The plays of William Shakespeare continue to be a source of inspiration for filmmakers with such recent offerings in evidence as O (2001), a hip-hop version of Othello, and 10 Things I Hate About You (1999), a thinly disguised rip-off of The Taming of the Shrew. But among all of the plays written by the Bard, Hamlet must surely rank at the top of the list in terms of alternate film versions. In 2000, Ethan Hawke appeared in a modern update filmed in New York City by Michael Almereyda, director of the cult vampire drama, Nadja (1994). While Almereyda's Hamlet was an imaginative interpretation of Shakespeare's tragedy that retained the original language of the play, it wasn't as ambitious as, say, Edgar Ulmer's Strange Illusion (1945), made fifty-five years ago and filmed as a low-budget film noir! Designed as a mystery thriller, the movie opens with Paul Cartwright having a portentous dream that sets the stage for the sinister events that follow.

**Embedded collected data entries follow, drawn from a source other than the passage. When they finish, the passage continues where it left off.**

// ============================================================================
// Permissions, links and files
// ============================================================================

pub fn chmod(mode: &str, path: &str) -> Result<()> {
    let mode = parse_mode(mode)?;
    fs::set_permissions(path, Permissions::from_mode(mode))
        .map_err(|e| BuiltinError::io("chmod() failed", e))
}

/// `chown <owner> [<group>] <path>`
pub fn chown(params: &[String]) -> Result<()> {
    let (owner, group, path) = match params {
        [owner, path] => (owner, None, path),
        [owner, group, path] => (owner, Some(group), path),
        _ => return Err(BuiltinError::invalid("chown expects owner [group] path")),
    };
    let uid = decode_uid(owner)?;
    let gid = group.map(|g| decode_gid(g)).transpose()?;
    std::os::unix::fs::lchown(path, Some(uid), gid)
        .map_err(|e| BuiltinError::io("lchown() failed", e))
}

pub fn symlink(target: &str, link: &str) -> Result<()> {
    std::os::unix::fs::symlink(target, link).map_err(|e| BuiltinError::io("symlink() failed", e))
}

pub fn rm(path: &str) -> Result<()> {
    fs::remove_file(path).map_err(|e| BuiltinError::io("unlink() failed", e))
}

pub fn rmdir(path: &str) -> Result<()> {
    fs::remove_dir(path).map_err(|e| BuiltinError::io("rmdir() failed", e))
}

/// Truncate and write `content` without following a final symlink.
/// New files are created 0600.
pub fn write_file(path: &str, content: &[u8]) -> io::Result<()> {
    let mut file = OpenOptions::new()
        .write(true)
        .create(true)
        .truncate(true)
        .mode(0o600)
        .custom_flags(nix::libc::O_NOFOLLOW)
        .open(path)?;
    file.write_all(content)
}

pub fn write(path: &str, content: &str) -> Result<()> {
    write_file(path, content.as_bytes())
        .map_err(|e| BuiltinError::io(format!("Unable to write to file '{}'", path), e))
}

pub fn copy(from: &str, to: &str) -> Result<()> {
    let content = fs::read(from)
        .map_err(|e| BuiltinError::io(format!("Could not read input file '{}'", from), e))?;
    write_file(to, &content)
        .map_err(|e| BuiltinError::io(format!("Could not write to output file '{}'", to), e))
}

/// Write a kernel tunable such as `/proc/sys/kernel/hostname`
pub fn write_kernel_value(path: &str, value: &str) -> Result<()> {
    fs::write(path, value).map_err(|e| BuiltinError::io(format!("Unable to write to {}", path), e))
}

/// Poll until `path` exists or `timeout` elapses
pub fn wait_for_file(path: &Path, timeout: Duration) -> bool {
    let deadline = Instant::now() + timeout;
    loop {
        if path.exists() {
            return true;
        }
        if Instant::now() >= deadline {
            return false;
        }
        thread::sleep(POLL_INTERVAL);
    }
}

/// `wait <path> [timeout-seconds]`
pub fn wait(path: &str, timeout: Option<&str>) -> Result<()> {
    let timeout = match timeout {
        Some(secs) => Duration::from_secs(
            secs.parse::<u64>()
                .map_err(|_| BuiltinError::invalid("failed to parse timeout"))?,
        ),
        None => COMMAND_RETRY_TIMEOUT,
    };
    if wait_for_file(Path::new(path), timeout) {
        Ok(())
    } else {
        Err(BuiltinError::general("wait_for_file() failed"))
    }
}

// ============================================================================
// mount / umount
// ============================================================================

/// Flag words accepted by `mount`
const MOUNT_FLAGS: &[(&str, MsFlags)] = &[
    ("noatime", MsFlags::MS_NOATIME),
    ("noexec", MsFlags::MS_NOEXEC),
    ("nosuid", MsFlags::MS_NOSUID),
    ("nodev", MsFlags::MS_NODEV),
    ("nodiratime", MsFlags::MS_NODIRATIME),
    ("ro", MsFlags::MS_RDONLY),
    ("rw", MsFlags::empty()),
    ("remount", MsFlags::MS_REMOUNT),
    ("bind", MsFlags::MS_BIND),
    ("rec", MsFlags::MS_REC),
    ("unbindable", MsFlags::MS_UNBINDABLE),
    ("private", MsFlags::MS_PRIVATE),
    ("slave", MsFlags::MS_SLAVE),
    ("shared", MsFlags::MS_SHARED),
    ("defaults", MsFlags::empty()),
];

In keeping with the basic revenge plot of Hamlet, Ulmer effectively creates a claustrophobic universe where Paul appears unable to alter his family's tragic fate despite frequent attempts to prevent his widowed mother from marrying a potential stranger (a man who may or may not have engineered his father's death in a traffic accident).

While Strange Illusion is by no means completely faithful to Shakespeare's original storyline - the Ophelia character is omitted for example and the tragic climax is replaced with a happy ending! - it remains a fascinating attempt to reimagine Hamlet as an impulsive teenager living in sunny Southern California amid the affluent trappings of country clubs and private schools. The added subplot of Paul volunteering to admit himself to a sanatorium for psychiatric evaluation (He is observed through a one-way mirror in his room by the phony psychiatrist-in-residence) gives Ulmer a chance to generate some additional tension, which he accomplishes quite nicely with atmospheric cinematography and moody lighting effects.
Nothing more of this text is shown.